On 4 April 622, Heraclius left Constantinople, entrusting the city to Sergius and general Bonus as regents of his son. He assembled his forces in Asia Minor, probably in Bithynia, and, after he revived their broken morale, he launched a new counter-offensive, which took on the character of a holy war; an acheiropoietos image of Christ was carried as a military standard.


The Roman army proceeded to Armenia, inflicted a defeat on an army led by a Persian-allied Arab chief, and then won a victory over the Persians under Shahrbaraz. Heraclius would stay on campaign for several years. On 25 March 624,he again left Constantinople with his wife, Martina, and his two children; after he celebrated Easter in Nicomedia on 15 April, he campaigned in the Caucasus, winning a series of victories in Armenia against Khosrow and his generals Shahrbaraz, Shahin, and Shahraplakan. In the same year the Visigoths succeeded in recapturing Cartagena, capital of the western Byzantine province of Spania, resulting in the loss of one of the few minor provinces that had been conquered by the armies of Justinian I. In 626 the Avars and Slavs supported by a Persian army commanded by Shahrbaraz, besieged Constantinople, but the siege ended in failure (the victory was attributed to the icons of the Virgin which were led in procession by Sergius about the walls of the city),while a second Persian army under Shahin suffered another crushing defeat at the hands of Heraclius's brother Theodore.



With the Persian war effort disintegrating, Heraclius was able to bring the Gokturks of the Western Turkic Khaganate, under Ziebel, who invaded Persian Transcaucasia. Heraclius exploited divisions within the Persian Empire, keeping Shahrbaraz neutral by convincing him that Khosrow had grown jealous of him and had ordered his execution. Late in 627 he launched a winter offensive into Mesopotamia, where, despite the desertion of his Turkish allies, he defeated the Persians under Rhahzadh at the Battle of Nineveh. Continuing south along the Tigris he sacked Khosrow's great palace at Dastagird and was only prevented from attacking Ctesiphon by the destruction of the bridges on the Nahrawan Canal. Discredited by this series of disasters, Khosrow was overthrown and killed in a coup led by his son Kavad II, who at once sued for peace, agreeing to withdraw from all occupied territories.In 629 Heraclius restored the True Cross to Jerusalem in a majestic ceremony.

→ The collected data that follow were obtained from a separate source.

//! Shutdown coordination
//!
//! Every way the application can end (a signal, `exit` reaching a window
//! that may exit, the main surface being closed, command-mode `exit`) goes
//! through one [`ShutdownCoordinator`]. The first request wins and fixes the
//! exit code; teardown then runs exactly once, in a fixed order.

use std::sync::atomic::{AtomicBool, Ordering};
use std::sync::{Arc, OnceLock};

use tokio::sync::Notify;

use opsh_core::prelude::*;

/// Owner of the resources torn down at shutdown.
///
/// Teardown order is always backend, then windows, then the shell itself.
#[trait_variant::make(ShutdownTarget: Send)]
pub trait LocalShutdownTarget {
    /// Kill the backend process and wait for it to be reaped
    async fn kill_backend(&mut self);

    /// Destroy every window
    fn kill_windows(&mut self);

    /// Stop the event loop
    fn kill_shell(&mut self);
}

/// Shared, once-only shutdown latch
#[derive(Debug, Default)]
pub struct ShutdownCoordinator {
    /// Exit code of the winning request
    code: OnceLock<i32>,
    torn_down: AtomicBool,
    notify: Notify,
}

impl ShutdownCoordinator {
    pub fn new() -> Arc<Self> {
        Arc::new(Self::default())
    }

    /// Request shutdown with `code`.
    ///
    /// Returns `true` for the request that wins. Later requests are ignored
    /// and do not change the exit code.
    pub fn request(&self, code: i32) -> bool {
        if self.code.set(code).is_err() {
            debug!("Shutdown already requested, ignoring code {}", code);
            return false;
        }

        info!("Shutdown requested with exit code {}", code);
        self.notify.notify_waiters();
        true
    }

    pub fn is_requested(&self) -> bool {
        self.code.get().is_some()
    }

    /// Exit code of the winning request (0 before any request)
    pub fn code(&self) -> i32 {
        self.code.get().copied().unwrap_or(0)
    }

    /// Resolve once shutdown has been requested.
    ///
    /// Any number of waiters may race this against other work; all of them
    /// wake on the winning request.
    pub async fn requested(&self) -> i32 {
        loop {
            let notified = self.notify.notified();
            tokio::pin!(notified);
            // Register before checking so a request in between is not missed
            notified.as_mut().enable();
            if self.is_requested() {
                return self.code();
            }
            notified.await;
        }
    }

    /// Tear `target` down and return the exit code.
    ///
    /// Runs at most once; a second call returns the code without touching
    /// the target. A teardown without a prior request counts as a request
    /// with code 0.
    pub async fn teardown<T: ShutdownTarget>(&self, target: &mut T) -> i32 {
        self.request(0);

        if self.torn_down.swap(true, Ordering::AcqRel) {
            debug!("Teardown already done");
            return self.code();
        }

        info!("Tearing down: backend");
        target.kill_backend().await;
        info!("Tearing down: windows");
        target.kill_windows();
        info!("Tearing down: shell");
        target.kill_shell();

        self.code()
    }
}
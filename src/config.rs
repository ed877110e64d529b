//! 应用配置：从 config/default.toml 与环境变量加载
//!
//! 加载顺序：先读 TOML 文件，再用环境变量 `NEXUS__*` 覆盖（双下划线表示嵌套，如 `NEXUS__LLM__PROVIDER=openai`）。

use std::path::PathBuf;

use serde::Deserialize;

use crate::graph::LayoutConfig;

/// 应用配置根（对应 config/default.toml 的顶层）
#[derive(Debug, Clone, Deserialize, Default)]
#[serde(default)]
pub struct AppConfig {
    pub app: AppSection,
    pub llm: LlmSection,
    pub layout: LayoutConfig,
    pub gap: GapSection,
    pub socratic: SocraticSection,
    pub doctrine: DoctrineSection,
}

/// [app] 段：应用名、宇宙库目录
#[derive(Debug, Clone, Deserialize, Default)]
pub struct AppSection {
    pub name: Option<String>,
    /// 宇宙库根目录，未设置时用 ./universes
    pub data_dir: Option<PathBuf>,
}

impl AppSection {
    pub fn data_dir(&self) -> PathBuf {
        self.data_dir
            .clone()
            .unwrap_or_else(|| PathBuf::from("universes"))
    }
}

/// [llm] 段：后端选择、输出上限与超时
#[derive(Debug, Clone, Deserialize, Default)]
pub struct LlmSection {
    /// 后端：deepseek / openai / anthropic
    #[serde(default = "default_provider")]
    pub provider: String,
    #[serde(default = "default_model")]
    pub model: String,
    pub base_url: Option<String>,
    #[serde(default)]
    pub deepseek: ModelOverride,
    #[serde(default)]
    pub openai: ModelOverride,
    #[serde(default)]
    pub anthropic: ModelOverride,
    #[serde(default)]
    pub timeouts: LlmTimeoutsSection,
}

fn default_provider() -> String {
    "deepseek".to_string()
}

fn default_model() -> String {
    "deepseek-chat".to_string()
}

#[derive(Debug, Clone, Deserialize, Default)]
pub struct ModelOverride {
    pub model: Option<String>,
}

#[derive(Debug, Clone, Deserialize)]
pub struct LlmTimeoutsSection {
    #[serde(default = "default_request_timeout")]
    pub request: u64,
}

impl Default for LlmTimeoutsSection {
    fn default() -> Self {
        Self {
            request: default_request_timeout(),
        }
    }
}

fn default_request_timeout() -> u64 {
    60
}

/// [gap] 段：并行任务上限、合并节奏、单次输出上限
#[derive(Debug, Clone, Deserialize)]
#[serde(default)]
pub struct GapSection {
    /// 规划阶段最多接受的并行子任务数，超出截断
    pub max_parallel_tasks: usize,
    /// 并行结果逐个合并之间的间隔（毫秒）
    pub merge_delay_ms: u64,
    pub max_tokens: u32,
}

impl Default for GapSection {
    fn default() -> Self {
        Self {
            max_parallel_tasks: 5,
            merge_delay_ms: 150,
            max_tokens: 2048,
        }
    }
}

/// [socratic] 段
#[derive(Debug, Clone, Deserialize)]
#[serde(default)]
pub struct SocraticSection {
    pub max_tokens: u32,
}

impl Default for SocraticSection {
    fn default() -> Self {
        Self { max_tokens: 512 }
    }
}

/// [doctrine] 段：阶段节奏、案例数量范围
#[derive(Debug, Clone, Deserialize)]
#[serde(default)]
pub struct DoctrineSection {
    /// researching / finding-cases / building-map 等展示性阶段的停留时间（毫秒）
    pub checkpoint_delay_ms: u64,
    /// 逐个追加案例节点之间的间隔（毫秒）
    pub case_delay_ms: u64,
    /// error 状态自动回到 idle 前的等待（毫秒）
    pub error_reset_ms: u64,
    pub min_cases: usize,
    pub max_cases: usize,
    pub max_tokens: u32,
}

impl Default for DoctrineSection {
    fn default() -> Self {
        Self {
            checkpoint_delay_ms: 400,
            case_delay_ms: 150,
            error_reset_ms: 3000,
            min_cases: 5,
            max_cases: 8,
            max_tokens: 4096,
        }
    }
}

/// 从 config 目录加载配置，环境变量 NEXUS__* 可覆盖
///
/// 1. 按顺序查找 config/default.toml、../config/default.toml、default.toml，找到则作为第一源
/// 2. 若传入 config_path 且文件存在，则追加该文件（可覆盖前面的键）
/// 3. 最后叠加环境变量 NEXUS__*（双下划线表示嵌套键）
pub fn load_config(config_path: Option<PathBuf>) -> Result<AppConfig, config::ConfigError> {
    let mut builder = config::Config::builder();

    let default_names = ["config/default", "../config/default", "default"];
    for name in default_names {
        let path = format!("{}.toml", name);
        if std::path::Path::new(&path).exists() {
            builder = builder.add_source(config::File::with_name(name).required(false));
            break;
        }
    }

    if let Some(ref path) = config_path {
        if path.exists() {
            builder = builder.add_source(config::File::from(path.clone()).required(false));
        }
    }

    builder = builder.add_source(
        config::Environment::with_prefix("NEXUS")
            .separator("__")
            .try_parsing(true),
    );

    let c = builder.build()?;
    c.try_deserialize()
}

Heraclius took for himself the ancient Persian title of "King of Kings" after his victory. Later on, starting in 629, he styled himself as Basileus, the Greek word for "sovereign", and that title was used by the Byzantine emperors for the next 800 years. The reason Heraclius chose this title over previous Roman terms such as Augustus has been attributed by some scholars to his Armenian origins.

Heraclius's defeat of the Persians ended a war that had been going on intermittently for almost 400 years and led to instability in the Persian Empire. Kavad II died only months after assuming the throne, plunging Persia into several years of dynastic turmoil and civil war. Ardashir III, Heraclius's ally Shahrbaraz, and Khosrow's daughters Boran and Azarmidokht all succeeded to the throne within months of each other. Only when Yazdgerd III, a grandson of Khosrow II, succeeded to the throne in 632 was there stability. But by then the Sasanid Empire was severely disorganised, having been weakened by years of war and civil strife over the succession to the throne.  The war had been devastating, and left the Byzantines in a much-weakened state. Within a few years both empires were overwhelmed by the onslaught of the Arabs,ultimately leading to the Arab conquest of Persia and the fall of the Sasanian dynasty in 651.